Preissturz beim Gold: Der SNB droht ein Milliardenschaden
Aktualisiert

Preissturz beim GoldDer SNB droht ein Milliardenschaden

Der Goldpreis befindet sich im Sturzflug. Das Edelmetall hat seit Anfang Jahr 25 Prozent an Wert eingebüsst. Das reisst ein Loch in die Bilanz der Schweizerischen Nationalbank.

von
Sabina Sturzenegger

Die Rechnung ist einfach: Die Schweizerische Nationalbank (SNB) besitzt 1040 Tonnen Gold. Ende 2012 war das Kilo Gold noch 48'815 Franken wert. Jetzt sind es nur noch 37'500 Franken, also 11'313 Franken weniger. Auf den gesamten Goldreserven macht der Buchverlust damit zurzeit 11,8 Milliarden Franken aus.

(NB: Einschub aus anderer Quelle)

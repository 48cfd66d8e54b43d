// Copyright 2025 Neuraville Inc.
// SPDX-License-Identifier: Apache-2.0

//! Volumetric samples

use ndarray::{Array3, Array4, ArrayView3, Axis};

/// A volumetric sample stored as (x, y, z, frames).
///
/// A single statistic map is a volume with one frame.
#[derive(Debug, Clone, PartialEq)]
pub struct Volume {
    data: Array4<f64>,
}

impl Volume {
    pub fn new(data: Array4<f64>) -> Self {
        Volume { data }
    }

    /// Wrap a 3-D map as a one-frame volume
    pub fn from_map(map: Array3<f64>) -> Self {
        Volume {
            data: map.insert_axis(Axis(3)),
        }
    }

    pub fn spatial_shape(&self) -> (usize, usize, usize) {
        let shape = self.data.shape();
        (shape[0], shape[1], shape[2])
    }

    pub fn n_frames(&self) -> usize {
        self.data.shape()[3]
    }

    pub fn data(&self) -> &Array4<f64> {
        &self.data
    }

    pub fn frame(&self, index: usize) -> ArrayView3<'_, f64> {
        self.data.index_axis(Axis(3), index)
    }
}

Starke Schwankungen normal

Das ist zwar nur eine Momentaufnahme. Im Verlauf eines Jahres können die einzelnen Positionen in der SNB-Bilanz stark schwanken – abhängig unter anderem von Währungs- und Aktienkursen oder eben auch dem Goldpreis. Das Edelmetall macht 10 Prozent der gesamten SNB-Währungsreserven aus.

Ende letzten Jahres konnte die SNB einen Gewinn von 6,9 Milliarden Franken ausweisen, an Bund und Kantone wurde 1 Milliarde Franken Gewinn ausgeschüttet. Der gestiegene Geldpreis steuerte 1,4 Milliarden Franken bei.

Einbruch stärker als erwartet

Mit einer Erholung des Goldpreises auf das Niveau von Ende 2012 rechnen die Experten inzwischen nicht mehr. «Der Einbruch war sehr viel stärker als wir erwartet haben», sagt der Londoner Rohstoffexperte Martin Arnold von ETF Securities zu 20 Minuten.

Die Signale der US-Notenbank, die Anleihenkäufe künftig zu drosseln, hätten dem Goldpreis mehr zugesetzt als er gedacht habe. «Für die nächsten sechs bis zwölf Monate rechnen wir mit einem Goldpreis zwischen 1350 und 1400 US-Dollar pro Feinunze», sagt Arnold.

Verlust von 9 Milliarden?

Das entspricht einem Kilopreis von rund 40'000 Franken. Davon ausgehend würde für die SNB immer noch ein Verlust auf ihrem Gold-Vermögen von über 9 Milliarden entstehen. Hat die Nationalbank zu spät reagiert und es verpasst, ihr Gold zum richtigen Zeitpunkt zu verkaufen?

Alessandro Bee, SNB-Analyst bei der Bank J. Safra Sarasin, verneint. «Es ist richtig, dass die SNB ihre Goldbestände nicht abbaut, wenn der Preis auf dem Edelmetall hoch ist», sagt er. Das Gold der SNB diene nicht dazu, einen Gewinn zu erwirtschaften, sondern Vertrauen zu schaffen. «Das Edelmetall gewinnt immer dann an Wert, wenn die Ängste auf den Märkten besonders gross sind», erklärt Bee. Das habe sich in der Krise gezeigt.